Purpose Atriplex canescens adapts to saline soils by sequestering excessive Na+ in salt bladders on the surface of aerial tissues, which is a complex comprising epidermal cells (ECs), stalk cells (SCs) and epidermal bladder cells (EBCs). However, the mechanism of how Na+ enters salt bladders of A. canescens is not yet clear. We previously identified two A. canescens HKT1 genes that might be related to Na+ sequestration in salt bladders. The aim of this study was to evaluate the function of AcHKT1 genes in Na+ secretion. Results Two AcHKT1 genes were cloned; AcHKT1;1 was largely expressed in roots, while AcHKT1;2 was mainly expressed in shoots and strongly induced by NaCl. Heterologous expression of AcHKT1;2 aggravated the Na+-sensitive phenotype in yeast. This result was further confirmed in Xenopus system, in which AcHKT1;2 exerted high selectivity for Na+, indicating that AcHKT1;2 functions as a plasma membrane-localized Na+ transporter and mediates robust Na+ influx at the cellular level.
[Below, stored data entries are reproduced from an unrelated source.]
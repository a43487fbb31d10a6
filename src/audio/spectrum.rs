//! FFT magnitude spectrum of a whole buffer.
//!
//! [`analyze`] runs one full-length forward FFT over the buffer (rustfft
//! plans mixed-radix / Bluestein transforms, so any length works without
//! padding) and keeps the non-negative half: bins `0 ..= n/2`, from 0 Hz to
//! Nyquist.
//!
//! The presentation layer plots [`SpectrumResult::decimate`]d copies; the
//! core never draws.

use rustfft::{num_complex::Complex, FftPlanner};

use crate::audio::AudioBuffer;

// ---------------------------------------------------------------------------
// SpectrumResult
// ---------------------------------------------------------------------------

/// One `(frequency, magnitude)` point of a spectrum.
#[derive(Debug, Clone, Copy, PartialEq)]
pub struct SpectrumBin {
    /// Bin centre in Hz.
    pub frequency: f32,
    /// Unnormalised FFT magnitude `|X_k|`.
    pub magnitude: f32,
}

/// Magnitude spectrum from 0 Hz to Nyquist, frequencies strictly increasing.
#[derive(Debug, Clone, PartialEq)]
pub struct SpectrumResult {
    pub sample_rate: u32,
    pub bins: Vec<SpectrumBin>,
    /// Number of samples the transform was computed over.
    pub fft_len: usize,
}

impl SpectrumResult {
    /// Frequency spacing between adjacent bins.
    pub fn bin_width(&self) -> f32 {
        self.sample_rate as f32 / self.fft_len as f32
    }

    pub fn nyquist(&self) -> f32 {
        self.sample_rate as f32 / 2.0
    }

    /// Bin with the largest magnitude.
    pub fn peak(&self) -> Option<SpectrumBin> {
        self.bins
            .iter()
            .copied()
            .max_by(|a, b| a.magnitude.total_cmp(&b.magnitude))
    }

    /// Largest magnitude, `0.0` for an empty spectrum.
    pub fn max_magnitude(&self) -> f32 {
        self.peak().map(|b| b.magnitude).unwrap_or(0.0)
    }

    /// Reduce to at most `max_points` bins for plotting.
    ///
    /// Bins are grouped into equal runs and each run is represented by its
    /// loudest member, so narrow peaks survive the reduction.  Returns a
    /// clone when the spectrum is already small enough or `max_points == 0`.
    pub fn decimate(&self, max_points: usize) -> SpectrumResult {
        if max_points == 0 || self.bins.len() <= max_points {
            return self.clone();
        }

        let group = self.bins.len().div_ceil(max_points);
        let bins = self
            .bins
            .chunks(group)
            .filter_map(|run| {
                run.iter()
                    .copied()
                    .max_by(|a, b| a.magnitude.total_cmp(&b.magnitude))
            })
            .collect();

        SpectrumResult {
            sample_rate: self.sample_rate,
            bins,
            fft_len: self.fft_len,
        }
    }
}

// ---------------------------------------------------------------------------
// analyze
// ---------------------------------------------------------------------------

/// Compute the magnitude spectrum of `buffer`.
///
/// # Example
///
/// ```rust
/// use audio_digitizer::audio::{analyze, AudioBuffer, BitDepth};
///
/// // 1 kHz sine, 8 kHz sample rate, 0.1 s
/// let samples: Vec<f32> = (0..800)
///     .map(|i| (2.0 * std::f32::consts::PI * 1_000.0 * i as f32 / 8_000.0).sin())
///     .collect();
/// let buf = AudioBuffer::new(samples, 8_000, BitDepth::Sixteen).unwrap();
///
/// let spectrum = analyze(&buf);
/// assert_eq!(spectrum.bins.len(), 401); // 0 ..= n/2
/// assert!((spectrum.peak().unwrap().frequency - 1_000.0).abs() <= spectrum.bin_width());
/// ```
pub fn analyze(buffer: &AudioBuffer) -> SpectrumResult {
    let n = buffer.len();
    let mut data: Vec<Complex<f32>> = buffer
        .samples()
        .iter()
        .map(|&s| Complex::new(s, 0.0))
        .collect();

    let mut planner = FftPlanner::<f32>::new();
    let fft = planner.plan_fft_forward(n);
    fft.process(&mut data);

    let sample_rate = buffer.sample_rate();
    let bin_hz = sample_rate as f32 / n as f32;
    let bins = data
        .iter()
        .take(n / 2 + 1)
        .enumerate()
        .map(|(k, c)| SpectrumBin {
            frequency: k as f32 * bin_hz,
            magnitude: c.norm(),
        })
        .collect();

    log::debug!("spectrum: {n}-point FFT @ {sample_rate} Hz");

    SpectrumResult {
        sample_rate,
        bins,
        fft_len: n,
    }
}

// ---------------------------------------------------------------------------
// Tests
// ---------------------------------------------------------------------------
//! Audio digitizer: record from a microphone, simulate analog-to-digital
//! conversion by resampling and requantizing, compare spectra, export.
//!
//! * [`audio`]: buffers, resampling, quantization, spectral analysis, capture.
//! * [`pipeline`]: the capture → convert → export state machine and its
//!   async orchestrator.
//! * [`export`]: WAV (hound) and MP3 (ffmpeg) writers.
//! * [`config`]: TOML settings and platform paths.
//! * [`app`]: the eframe window.

pub mod app;
pub mod audio;
pub mod config;
pub mod export;
pub mod pipeline;
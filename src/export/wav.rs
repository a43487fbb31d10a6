//! Mono integer-PCM WAV writing with `hound`.

use std::io::{Cursor, Seek, Write};
use std::path::Path;

use hound::{SampleFormat, WavSpec, WavWriter};

use super::ExportError;
use crate::audio::{to_pcm_i32, AudioBuffer, BitDepth};

/// WAV header for `buffer`: one channel, integer PCM at the buffer's own
/// rate and bit depth.
pub fn wav_spec(buffer: &AudioBuffer) -> WavSpec {
    WavSpec {
        channels: 1,
        sample_rate: buffer.sample_rate(),
        bits_per_sample: buffer.bit_depth().bits() as u16,
        sample_format: SampleFormat::Int,
    }
}

fn write_samples<W: Write + Seek>(
    writer: &mut WavWriter<W>,
    buffer: &AudioBuffer,
) -> Result<(), hound::Error> {
    let levels = to_pcm_i32(buffer);
    match buffer.bit_depth() {
        // Levels are within ±max_level, so the narrowing casts are lossless.
        BitDepth::Eight => {
            for level in levels {
                writer.write_sample(level as i8)?;
            }
        }
        BitDepth::Sixteen => {
            for level in levels {
                writer.write_sample(level as i16)?;
            }
        }
        BitDepth::TwentyFour => {
            for level in levels {
                writer.write_sample(level)?;
            }
        }
    }
    Ok(())
}

/// Write `buffer` to a WAV file at `path`, replacing any existing file.
pub fn write_wav_file(buffer: &AudioBuffer, path: &Path) -> Result<(), ExportError> {
    let mut writer = WavWriter::create(path, wav_spec(buffer))?;
    write_samples(&mut writer, buffer)?;
    writer.finalize()?;
    Ok(())
}

/// Serialise `buffer` to WAV bytes in memory.
pub fn encode_wav_bytes(buffer: &AudioBuffer) -> Result<Vec<u8>, ExportError> {
    let mut bytes = Vec::new();
    {
        let mut writer = WavWriter::new(Cursor::new(&mut bytes), wav_spec(buffer))?;
        write_samples(&mut writer, buffer)?;
        writer.finalize()?;
    }
    Ok(bytes)
}

// ---------------------------------------------------------------------------
// Tests
// ---------------------------------------------------------------------------
//! Export formats, errors and the [`AudioExporter`] front end.

use std::fmt;
use std::path::{Path, PathBuf};
use std::str::FromStr;

use thiserror::Error;

use crate::audio::AudioBuffer;
use crate::config::ExportConfig;

// ---------------------------------------------------------------------------
// ExportError
// ---------------------------------------------------------------------------

/// Errors raised while writing a buffer to disk.
#[derive(Debug, Error)]
pub enum ExportError {
    #[error("unsupported export format `{0}` (expected .wav or .mp3)")]
    UnsupportedFormat(String),

    #[error("nothing to export: convert a recording first")]
    NothingConverted,

    #[error("I/O error: {0}")]
    Io(#[from] std::io::Error),

    #[error("WAV encoding failed: {0}")]
    Wav(#[from] hound::Error),

    #[error("MP3 encoder `{0}` not found; install ffmpeg or set export.ffmpeg_path")]
    EncoderUnavailable(String),

    #[error("MP3 encoder exited with {status}: {stderr}")]
    Encoder { status: String, stderr: String },
}

// ---------------------------------------------------------------------------
// ExportFormat
// ---------------------------------------------------------------------------

/// Container written by [`AudioExporter::export`].
#[derive(Debug, Clone, Copy, PartialEq, Eq, Hash)]
pub enum ExportFormat {
    Wav,
    Mp3,
}

impl ExportFormat {
    /// File extension without the dot.
    pub fn extension(self) -> &'static str {
        match self {
            ExportFormat::Wav => "wav",
            ExportFormat::Mp3 => "mp3",
        }
    }

    /// Pick the format from `path`'s extension (case-insensitive).
    ///
    /// ```
    /// use audio_digitizer::export::ExportFormat;
    ///
    /// assert_eq!(ExportFormat::from_path("take1.WAV".as_ref()).unwrap(), ExportFormat::Wav);
    /// assert!(ExportFormat::from_path("take1.flac".as_ref()).is_err());
    /// ```
    pub fn from_path(path: &Path) -> Result<Self, ExportError> {
        let ext = path
            .extension()
            .and_then(|e| e.to_str())
            .ok_or_else(|| ExportError::UnsupportedFormat(path.display().to_string()))?;
        ext.parse()
    }
}

impl FromStr for ExportFormat {
    type Err = ExportError;

    fn from_str(s: &str) -> Result<Self, Self::Err> {
        let normalised = s.trim().trim_start_matches('.').to_ascii_lowercase();
        match normalised.as_str() {
            "wav" => Ok(ExportFormat::Wav),
            "mp3" => Ok(ExportFormat::Mp3),
            _ => Err(ExportError::UnsupportedFormat(s.trim().to_string())),
        }
    }
}

impl fmt::Display for ExportFormat {
    fn fmt(&self, f: &mut fmt::Formatter<'_>) -> fmt::Result {
        f.write_str(match self {
            ExportFormat::Wav => "WAV",
            ExportFormat::Mp3 => "MP3",
        })
    }
}

// ---------------------------------------------------------------------------
// AudioExporter
// ---------------------------------------------------------------------------

/// Writes buffers as WAV (in-process) or MP3 (through an `ffmpeg` child
/// process).
#[derive(Debug, Clone)]
pub struct AudioExporter {
    ffmpeg_path: PathBuf,
    mp3_bitrate_kbps: u32,
}

impl AudioExporter {
    pub fn new(ffmpeg_path: impl Into<PathBuf>, mp3_bitrate_kbps: u32) -> Self {
        Self {
            ffmpeg_path: ffmpeg_path.into(),
            mp3_bitrate_kbps,
        }
    }

    pub fn from_config(config: &ExportConfig) -> Self {
        Self::new(&config.ffmpeg_path, config.mp3_bitrate_kbps)
    }

    /// Write `buffer` to `path` as `format`.
    ///
    /// WAV output stores the buffer's own bit depth and sample rate; the
    /// integer samples are exactly [`to_pcm_i32`](crate::audio::to_pcm_i32)
    /// of the buffer.
    pub fn export(
        &self,
        buffer: &AudioBuffer,
        path: &Path,
        format: ExportFormat,
    ) -> Result<(), ExportError> {
        match format {
            ExportFormat::Wav => super::wav::write_wav_file(buffer, path)?,
            ExportFormat::Mp3 => {
                super::mp3::encode_mp3(buffer, path, &self.ffmpeg_path, self.mp3_bitrate_kbps)?
            }
        }

        log::info!(
            "export: wrote {format} {} ({} Hz, {}, {:.2} s)",
            path.display(),
            buffer.sample_rate(),
            buffer.bit_depth(),
            buffer.duration_secs()
        );
        Ok(())
    }
}

impl Default for AudioExporter {
    fn default() -> Self {
        Self::from_config(&ExportConfig::default())
    }
}

// ---------------------------------------------------------------------------
// Tests
// ---------------------------------------------------------------------------
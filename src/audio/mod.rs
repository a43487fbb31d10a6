//! Signal processing core: capture → resample → quantize → analyze.
//!
//! # Pipeline
//!
//! ```text
//! Microphone → cpal callback → stereo_to_mono → AudioBuffer (original)
//!           → resample(target_rate) → quantize(target_bits) → AudioBuffer (digitized)
//!           → analyze / MelSpectrogram::compute → plots
//! ```
//!
//! Everything except [`capture`] is pure: functions take a buffer by
//! reference and return a new one.
//!
//! # Quick Start
//!
//! ```rust
//! use audio_digitizer::audio::{analyze, quantize, resample, AudioBuffer, BitDepth};
//!
//! let samples: Vec<f32> = (0..44_100)
//!     .map(|i| 0.5 * (2.0 * std::f32::consts::PI * 440.0 * i as f32 / 44_100.0).sin())
//!     .collect();
//! let original = AudioBuffer::new(samples, 44_100, BitDepth::TwentyFour).unwrap();
//!
//! let digitized = quantize(&resample(&original, 8_000).unwrap(), BitDepth::Eight);
//! assert_eq!(digitized.len(), 8_000);
//!
//! let peak = analyze(&digitized).peak().unwrap();
//! assert!((peak.frequency - 440.0).abs() <= 1.0);
//! ```

pub mod buffer;
pub mod capture;
pub mod mel;
pub mod quantize;
pub mod resample;
pub mod spectrum;

pub use buffer::{AudioBuffer, BitDepth, BufferError};
pub use capture::{CaptureDevice, CaptureError, CaptureFile, CpalCapture};
pub use mel::{hz_to_mel, mel_to_hz, MelConfig, MelSpectrogram};
pub use quantize::{quantize, to_pcm_i32};
pub use resample::{output_len, resample, stereo_to_mono};
pub use spectrum::{analyze, SpectrumBin, SpectrumResult};

// test-only re-export so the pipeline tests can use the mock device without
// reaching into `audio::capture`.
#[cfg(test)]
pub use capture::MockCapture;
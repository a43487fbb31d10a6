//! User-facing pipeline errors.

use std::fmt;

use thiserror::Error;

use crate::audio::CaptureError;
use crate::export::ExportError;

use super::ConversionError;

// ---------------------------------------------------------------------------
// PipelineError
// ---------------------------------------------------------------------------

/// Every failure the pipeline reports to the presentation layer.
///
/// The four user-visible categories wrap the module error that caused them;
/// `Internal` covers a worker task that died before returning.
#[derive(Debug, Error)]
pub enum PipelineError {
    #[error("{0}")]
    InvalidDuration(String),

    #[error(transparent)]
    Capture(#[from] CaptureError),

    #[error(transparent)]
    Conversion(#[from] ConversionError),

    #[error(transparent)]
    Export(#[from] ExportError),

    #[error("internal error: {0}")]
    Internal(String),
}

impl PipelineError {
    pub fn kind(&self) -> ErrorKind {
        match self {
            PipelineError::InvalidDuration(_) => ErrorKind::InvalidDuration,
            PipelineError::Capture(_) => ErrorKind::Capture,
            PipelineError::Conversion(_) => ErrorKind::Conversion,
            PipelineError::Export(_) => ErrorKind::Export,
            PipelineError::Internal(_) => ErrorKind::Internal,
        }
    }
}

// ---------------------------------------------------------------------------
// ErrorKind
// ---------------------------------------------------------------------------

/// Category of a [`PipelineError`], carried in events so the UI can title
/// its error message without holding the error itself.
#[derive(Debug, Clone, Copy, PartialEq, Eq, Hash)]
pub enum ErrorKind {
    InvalidDuration,
    Capture,
    Conversion,
    Export,
    Internal,
}

impl ErrorKind {
    pub fn title(self) -> &'static str {
        match self {
            ErrorKind::InvalidDuration => "Invalid duration",
            ErrorKind::Capture => "Recording failed",
            ErrorKind::Conversion => "Conversion failed",
            ErrorKind::Export => "Export failed",
            ErrorKind::Internal => "Internal error",
        }
    }
}

impl fmt::Display for ErrorKind {
    fn fmt(&self, f: &mut fmt::Formatter<'_>) -> fmt::Result {
        f.write_str(self.title())
    }
}

// ---------------------------------------------------------------------------
// parse_duration
// ---------------------------------------------------------------------------

/// Parse the duration text field into seconds.
///
/// ```
/// use audio_digitizer::pipeline::parse_duration;
///
/// assert_eq!(parse_duration(" 2.5 ").unwrap(), 2.5);
/// assert!(parse_duration("0").is_err());
/// assert!(parse_duration("five").is_err());
/// ```
pub fn parse_duration(text: &str) -> Result<f32, PipelineError> {
    let trimmed = text.trim();
    let secs: f32 = trimmed
        .parse()
        .map_err(|_| PipelineError::InvalidDuration(format!("`{trimmed}` is not a number")))?;
    validate_duration(secs)?;
    Ok(secs)
}

/// Reject zero, negative and non-finite durations.
pub(crate) fn validate_duration(secs: f32) -> Result<(), PipelineError> {
    if secs.is_finite() && secs > 0.0 {
        Ok(())
    } else {
        Err(PipelineError::InvalidDuration(format!(
            "duration must be greater than 0 seconds, got {secs}"
        )))
    }
}

// ---------------------------------------------------------------------------
// Tests
// ---------------------------------------------------------------------------

#[cfg(test)]
mod tests {
    use super::*;

    #[test]
    fn parse_accepts_positive_numbers() {
        assert_eq!(parse_duration("5").unwrap(), 5.0);
        assert_eq!(parse_duration("0.25").unwrap(), 0.25);
    }

    #[test]
    fn parse_rejects_bad_input() {
        for bad in ["", "abc", "0", "-3", "NaN", "inf", "1e40"] {
            let err = parse_duration(bad).unwrap_err();
            assert_eq!(err.kind(), ErrorKind::InvalidDuration, "{bad}");
        }
    }

    #[test]
    fn kinds_follow_variants() {
        assert_eq!(
            PipelineError::from(CaptureError::NoDevice).kind(),
            ErrorKind::Capture
        );
        assert_eq!(
            PipelineError::from(ConversionError::NothingCaptured).kind(),
            ErrorKind::Conversion
        );
        assert_eq!(
            PipelineError::from(ExportError::NothingConverted).kind(),
            ErrorKind::Export
        );
        assert_eq!(
            PipelineError::Internal("join".into()).kind(),
            ErrorKind::Internal
        );
    }

    #[test]
    fn transparent_messages() {
        let err = PipelineError::from(ConversionError::InvalidSampleRate(0));
        assert_eq!(err.to_string(), ConversionError::InvalidSampleRate(0).to_string());
    }
}
//! Pipeline state machine.
//!
//! [`ConversionPipeline`] owns at most two buffers: the original recording
//! and its digitized copy.  The transitions are:
//!
//! ```text
//! Idle ─────capture──▶ Captured ──convert──▶ Converted
//!                         ▲                      │ ▲
//!                         └──────capture─────────┘ └─convert (re-digitize)
//! export: Converted only, never changes state
//! ```
//!
//! Every failed operation leaves the state exactly as it was.  Buffers are
//! held behind `Arc` so spectra and exports can read a consistent snapshot
//! without copying samples.

use std::path::Path;
use std::sync::Arc;

use crate::audio::{analyze, AudioBuffer, CaptureDevice, SpectrumResult};
use crate::export::{AudioExporter, ExportError, ExportFormat};

use super::convert::{digitize, ConversionError, ConversionRequest};
use super::error::{validate_duration, PipelineError};

// ---------------------------------------------------------------------------
// PipelineState
// ---------------------------------------------------------------------------

/// Observable phase of the [`ConversionPipeline`].
#[derive(Debug, Clone, Copy, PartialEq, Eq, Default)]
pub enum PipelineState {
    /// No recording yet.
    #[default]
    Idle,
    /// An original recording is held; nothing converted since it was taken.
    Captured,
    /// Both the original and a digitized copy are held.
    Converted,
}

impl PipelineState {
    /// A short human-readable label suitable for the UI status bar.
    ///
    /// ```
    /// use audio_digitizer::pipeline::PipelineState;
    ///
    /// assert_eq!(PipelineState::Idle.label(), "Ready to record");
    /// assert_eq!(PipelineState::Converted.label(), "Converted");
    /// ```
    pub fn label(&self) -> &'static str {
        match self {
            PipelineState::Idle => "Ready to record",
            PipelineState::Captured => "Recorded",
            PipelineState::Converted => "Converted",
        }
    }

    pub fn can_convert(&self) -> bool {
        !matches!(self, PipelineState::Idle)
    }

    pub fn is_exportable(&self) -> bool {
        matches!(self, PipelineState::Converted)
    }
}

// ---------------------------------------------------------------------------
// ConversionPipeline
// ---------------------------------------------------------------------------

#[derive(Debug, Clone, Default)]
enum Stage {
    #[default]
    Idle,
    Captured {
        original: Arc<AudioBuffer>,
    },
    Converted {
        original: Arc<AudioBuffer>,
        converted: Arc<AudioBuffer>,
        request: ConversionRequest,
    },
}

/// Capture → convert → export state machine.
///
/// ```rust
/// use audio_digitizer::audio::{AudioBuffer, BitDepth};
/// use audio_digitizer::pipeline::{ConversionPipeline, ConversionRequest, PipelineState};
///
/// let mut pipeline = ConversionPipeline::new();
/// let recording = AudioBuffer::new(vec![0.1; 44_100], 44_100, BitDepth::TwentyFour).unwrap();
///
/// pipeline.accept_capture(recording);
/// pipeline.convert(&ConversionRequest::new(8_000, 8).unwrap()).unwrap();
/// assert_eq!(pipeline.state(), PipelineState::Converted);
/// assert_eq!(pipeline.converted().unwrap().len(), 8_000);
/// ```
#[derive(Debug, Clone, Default)]
pub struct ConversionPipeline {
    stage: Stage,
}

impl ConversionPipeline {
    pub fn new() -> Self {
        Self::default()
    }

    pub fn state(&self) -> PipelineState {
        match self.stage {
            Stage::Idle => PipelineState::Idle,
            Stage::Captured { .. } => PipelineState::Captured,
            Stage::Converted { .. } => PipelineState::Converted,
        }
    }

    /// Record `duration_secs` seconds at `sample_rate` Hz from `device`.
    ///
    /// The duration is validated before the device is touched.  On success
    /// the recording replaces any previous one and the pipeline is
    /// `Captured`; on failure the state is unchanged.
    pub fn capture(
        &mut self,
        device: &dyn CaptureDevice,
        duration_secs: f32,
        sample_rate: u32,
    ) -> Result<Arc<AudioBuffer>, PipelineError> {
        validate_duration(duration_secs)?;
        let recording = device.capture(duration_secs, sample_rate)?;
        Ok(self.accept_capture(recording))
    }

    /// Install `recording` as the new original, dropping any converted copy.
    ///
    /// An [`AudioBuffer`] always holds at least one sample, so there is no
    /// empty recording to reject here.
    pub fn accept_capture(&mut self, recording: AudioBuffer) -> Arc<AudioBuffer> {
        let original = Arc::new(recording);
        log::info!(
            "pipeline: captured {} samples @ {} Hz ({:.2} s)",
            original.len(),
            original.sample_rate(),
            original.duration_secs()
        );
        self.stage = Stage::Captured {
            original: Arc::clone(&original),
        };
        original
    }

    /// Digitize the original recording per `request`.
    ///
    /// Allowed from `Captured` and from `Converted`; the latter re-digitizes
    /// the same original and replaces the previous converted copy.
    pub fn convert(
        &mut self,
        request: &ConversionRequest,
    ) -> Result<Arc<AudioBuffer>, ConversionError> {
        let original = self.original().ok_or(ConversionError::NothingCaptured)?;
        let converted = Arc::new(digitize(&original, request)?);

        log::info!(
            "pipeline: converted to {} Hz / {} ({} samples)",
            request.target_sample_rate(),
            request.target_bit_depth(),
            converted.len()
        );
        self.stage = Stage::Converted {
            original,
            converted: Arc::clone(&converted),
            request: *request,
        };
        Ok(converted)
    }

    /// Write the converted buffer to `path`.
    pub fn export(
        &self,
        exporter: &AudioExporter,
        path: &Path,
        format: ExportFormat,
    ) -> Result<(), ExportError> {
        let converted = self.converted().ok_or(ExportError::NothingConverted)?;
        exporter.export(&converted, path, format)
    }

    pub fn original(&self) -> Option<Arc<AudioBuffer>> {
        match &self.stage {
            Stage::Idle => None,
            Stage::Captured { original } | Stage::Converted { original, .. } => {
                Some(Arc::clone(original))
            }
        }
    }

    pub fn converted(&self) -> Option<Arc<AudioBuffer>> {
        match &self.stage {
            Stage::Converted { converted, .. } => Some(Arc::clone(converted)),
            _ => None,
        }
    }

    /// Request that produced the current converted buffer.
    pub fn last_request(&self) -> Option<ConversionRequest> {
        match &self.stage {
            Stage::Converted { request, .. } => Some(*request),
            _ => None,
        }
    }

    pub fn analyze_original(&self) -> Option<SpectrumResult> {
        self.original().map(|b| analyze(&b))
    }

    pub fn analyze_converted(&self) -> Option<SpectrumResult> {
        self.converted().map(|b| analyze(&b))
    }
}

// ---------------------------------------------------------------------------
// Tests
// ---------------------------------------------------------------------------

#[cfg(test)]
mod tests {
    use super::*;
    use crate::audio::test_support::sine_buffer;
    use crate::audio::{BitDepth, CaptureError, MockCapture};
    use crate::pipeline::ErrorKind;
    use tempfile::tempdir;

    fn captured_pipeline() -> ConversionPipeline {
        let mut p = ConversionPipeline::new();
        p.accept_capture(sine_buffer(440.0, 0.5, 44_100, 1.0));
        p
    }

    fn telephone() -> ConversionRequest {
        ConversionRequest::new(8_000, 8).unwrap()
    }

    // ---- PipelineState -----------------------------------------------------

    #[test]
    fn default_state_is_idle() {
        assert_eq!(PipelineState::default(), PipelineState::Idle);
        assert_eq!(ConversionPipeline::new().state(), PipelineState::Idle);
    }

    #[test]
    fn state_permissions() {
        assert!(!PipelineState::Idle.can_convert());
        assert!(PipelineState::Captured.can_convert());
        assert!(PipelineState::Converted.can_convert());
        assert!(!PipelineState::Captured.is_exportable());
        assert!(PipelineState::Converted.is_exportable());
    }

    // ---- capture -----------------------------------------------------------

    #[test]
    fn capture_zero_duration_is_invalid_and_stays_idle() {
        let device = MockCapture::ok(sine_buffer(440.0, 0.5, 44_100, 0.1));
        let mut p = ConversionPipeline::new();

        let err = p.capture(&device, 0.0, 44_100).unwrap_err();
        assert_eq!(err.kind(), ErrorKind::InvalidDuration);
        assert_eq!(p.state(), PipelineState::Idle);
        assert_eq!(device.calls(), 0, "device must not be touched");
    }

    #[test]
    fn capture_moves_to_captured() {
        let device = MockCapture::ok(sine_buffer(440.0, 0.5, 44_100, 0.5));
        let mut p = ConversionPipeline::new();

        let original = p.capture(&device, 0.5, 44_100).unwrap();
        assert_eq!(p.state(), PipelineState::Captured);
        assert_eq!(original.sample_rate(), 44_100);
        assert!(p.converted().is_none());
        assert!(p.analyze_original().is_some());
        assert!(p.analyze_converted().is_none());
    }

    #[test]
    fn device_failure_leaves_state_unchanged() {
        let mut p = captured_pipeline();
        p.convert(&telephone()).unwrap();
        let before = p.converted().unwrap();

        let device = MockCapture::err(|| CaptureError::NoDevice);
        let err = p.capture(&device, 1.0, 44_100).unwrap_err();
        assert_eq!(err.kind(), ErrorKind::Capture);
        assert_eq!(p.state(), PipelineState::Converted);
        assert!(Arc::ptr_eq(&before, &p.converted().unwrap()));
    }

    #[test]
    fn new_capture_discards_converted_buffer() {
        let mut p = captured_pipeline();
        p.convert(&telephone()).unwrap();

        p.accept_capture(sine_buffer(880.0, 0.5, 44_100, 0.2));
        assert_eq!(p.state(), PipelineState::Captured);
        assert!(p.converted().is_none());
        assert!(p.last_request().is_none());
    }

    // ---- convert -----------------------------------------------------------

    #[test]
    fn convert_in_idle_fails_and_stays_idle() {
        let mut p = ConversionPipeline::new();
        assert_eq!(
            p.convert(&telephone()).unwrap_err(),
            ConversionError::NothingCaptured
        );
        assert_eq!(p.state(), PipelineState::Idle);
    }

    #[test]
    fn convert_keeps_original_untouched() {
        let mut p = captured_pipeline();
        let original = p.original().unwrap();

        let converted = p.convert(&telephone()).unwrap();
        assert_eq!(p.state(), PipelineState::Converted);
        assert_eq!(converted.len(), 8_000);
        assert_eq!(converted.bit_depth(), BitDepth::Eight);
        assert!(Arc::ptr_eq(&original, &p.original().unwrap()));
        assert_eq!(p.last_request(), Some(telephone()));
    }

    #[test]
    fn reconvert_replaces_previous_result() {
        let mut p = captured_pipeline();
        p.convert(&telephone()).unwrap();

        let wide = ConversionRequest::new(22_050, 16).unwrap();
        let converted = p.convert(&wide).unwrap();
        assert_eq!(converted.len(), 22_050);
        assert_eq!(converted.bit_depth(), BitDepth::Sixteen);
        assert_eq!(p.last_request(), Some(wide));
    }

    // ---- export ------------------------------------------------------------

    #[test]
    fn export_in_captured_fails() {
        let dir = tempdir().expect("temp dir");
        let path = dir.path().join("out.wav");
        let p = captured_pipeline();

        let err = p
            .export(&AudioExporter::default(), &path, ExportFormat::Wav)
            .unwrap_err();
        assert!(matches!(err, ExportError::NothingConverted));
        assert_eq!(p.state(), PipelineState::Captured);
        assert!(!path.exists());
    }

    #[test]
    fn export_after_convert_writes_file_and_keeps_state() {
        let dir = tempdir().expect("temp dir");
        let path = dir.path().join("out.wav");
        let mut p = captured_pipeline();
        p.convert(&telephone()).unwrap();

        p.export(&AudioExporter::default(), &path, ExportFormat::Wav)
            .expect("export");
        assert!(path.exists());
        assert_eq!(p.state(), PipelineState::Converted);
    }
}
Interestingly, AcHKT1;2 expression in leaves was significantly reduced once salt bladders were removed from the leaf surfaces; in particular, it had the greatest impact on the expression in mature leaves with the strongest activity toward ion secretion, suggesting that AcHKT1;2 was predominantly expressed in the EC-SC-EBC complex of A. canescens leaves. Conclusions AcHKT1;2 is a key candidate transporter involved in mediating the entry of Na+ into A. canescens EBCs, thereby facilitating continuous Na+ sequestration in EBCs to ensure the survival of plants in harsh saline environments.

Automated summary

The AcHKT1;2 gene plays a key role in mediating the entry of Na+ into salt bladders of A. canescens, facilitating continuous Na+ sequestration and ensuring the survival of plants in harsh saline environments.